### What you will do
Each entry has to be reproduced in full, exactly as given.

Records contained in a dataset
──────────

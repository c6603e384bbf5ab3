//! Audit recording for committed asset mutations.

use std::sync::Arc;

use tracing::warn;

use mediadesk_core::events::AssetEvent;
use mediadesk_database::repositories::AuditSink;
use mediadesk_entity::audit::CreateAuditLogEntry;

use crate::context::RequestContext;

/// How audit entries are written relative to the calling operation.
#[derive(Debug, Clone, Copy, PartialEq, Eq)]
pub enum AuditMode {
    /// Write on a spawned task; the operation does not wait. Production
    /// default.
    Deferred,
    /// Await the write before returning. Used by deterministic tests.
    Synchronous,
}

/// Consumes asset domain events and appends audit entries.
///
/// Recording happens strictly after the primary mutation has committed. A
/// failed write is surfaced to the operational log and then dropped; the
/// audit trail never rolls back or fails an operation.
#[derive(Clone)]
pub struct AuditRecorder {
    sink: Arc<dyn AuditSink>,
    mode: AuditMode,
}

impl std::fmt::Debug for AuditRecorder {
    fn fmt(&self, f: &mut std::fmt::Formatter<'_>) -> std::fmt::Result {
        f.debug_struct("AuditRecorder")
            .field("mode", &self.mode)
            .finish()
    }
}

impl AuditRecorder {
    /// Create a recorder over a sink.
    pub fn new(sink: Arc<dyn AuditSink>, mode: AuditMode) -> Self {
        Self { sink, mode }
    }

    /// Record one committed mutation.
    pub async fn record(&self, ctx: &RequestContext, event: AssetEvent) {
        let entry = CreateAuditLogEntry {
            actor_id: ctx.actor_id,
            action: event.action().to_string(),
            target_table: "assets".to_string(),
            record_id: event.asset_id(),
            old_values: event.old_values().cloned(),
            new_values: event.new_values().cloned(),
            ip_address: ctx.ip_address.clone(),
            user_agent: ctx.user_agent.clone(),
        };

        match self.mode {
            AuditMode::Deferred => {
                let sink = Arc::clone(&self.sink);
                tokio::spawn(async move {
                    if let Err(e) = sink.append(&entry).await {
                        warn!(
                            action = %entry.action,
                            record_id = %entry.record_id,
                            error = %e,
                            "Audit write failed"
                        );
                    }
                });
            }
            AuditMode::Synchronous => {
                if let Err(e) = self.sink.append(&entry).await {
                    warn!(
                        action = %entry.action,
                        record_id = %entry.record_id,
                        error = %e,
                        "Audit write failed"
                    );
                }
            }
        }
    }
}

──────────

### Exercise output
repository c6603e384bbf5ab3
//! Audit recording for committed asset mutations.

use std::sync::Arc;

use tracing::warn;

use mediadesk_core::events::AssetEvent;
use mediadesk_database::repositories::AuditSink;
use mediadesk_entity::audit::CreateAuditLogEntry;

use crate::context::RequestContext;

/// How audit entries are written relative to the calling operation.
#[derive(Debug, Clone, Copy, PartialEq, Eq)]
pub enum AuditMode {
    /// Write on a spawned task; the operation does not wait. Production
    /// default.
    Deferred,
    /// Await the write before returning. Used by deterministic tests.
    Synchronous,
}

/// Consumes asset domain events and appends audit entries.
///
/// Recording happens strictly after the primary mutation has committed. A
/// failed write is surfaced to the operational log and then dropped; the
/// audit trail never rolls back or fails an operation.
#[derive(Clone)]
pub struct AuditRecorder {
    sink: Arc<dyn AuditSink>,
    mode: AuditMode,
}

impl std::fmt::Debug for AuditRecorder {
    fn fmt(&self, f: &mut std::fmt::Formatter<'_>) -> std::fmt::Result {
        f.debug_struct("AuditRecorder")
            .field("mode", &self.mode)
            .finish()
    }
}

impl AuditRecorder {
    /// Create a recorder over a sink.
    pub fn new(sink: Arc<dyn AuditSink>, mode: AuditMode) -> Self {
        Self { sink, mode }
    }

    /// Record one committed mutation.
    pub async fn record(&self, ctx: &RequestContext, event: AssetEvent) {
        let entry = CreateAuditLogEntry {
            actor_id: ctx.actor_id,
            action: event.action().to_string(),
            target_table: "assets".to_string(),
            record_id: event.asset_id(),
            old_values: event.old_values().cloned(),
            new_values: event.new_values().cloned(),
            ip_address: ctx.ip_address.clone(),
            user_agent: ctx.user_agent.clone(),
        };

        match self.mode {
            AuditMode::Deferred => {
                let sink = Arc::clone(&self.sink);
                tokio::spawn(async move {
                    if let Err(e) = sink.append(&entry).await {
                        warn!(
                            action = %entry.action,
                            record_id = %entry.record_id,
                            error = %e,
                            "Audit write failed"
                        );
                    }
                });
            }
            AuditMode::Synchronous => {
                if let Err(e) = self.sink.append(&entry).await {
                    warn!(
                        action = %entry.action,
                        record_id = %entry.record_id,
                        error = %e,
                        "Audit write failed"
                    );
                }
            }
        }
    }
}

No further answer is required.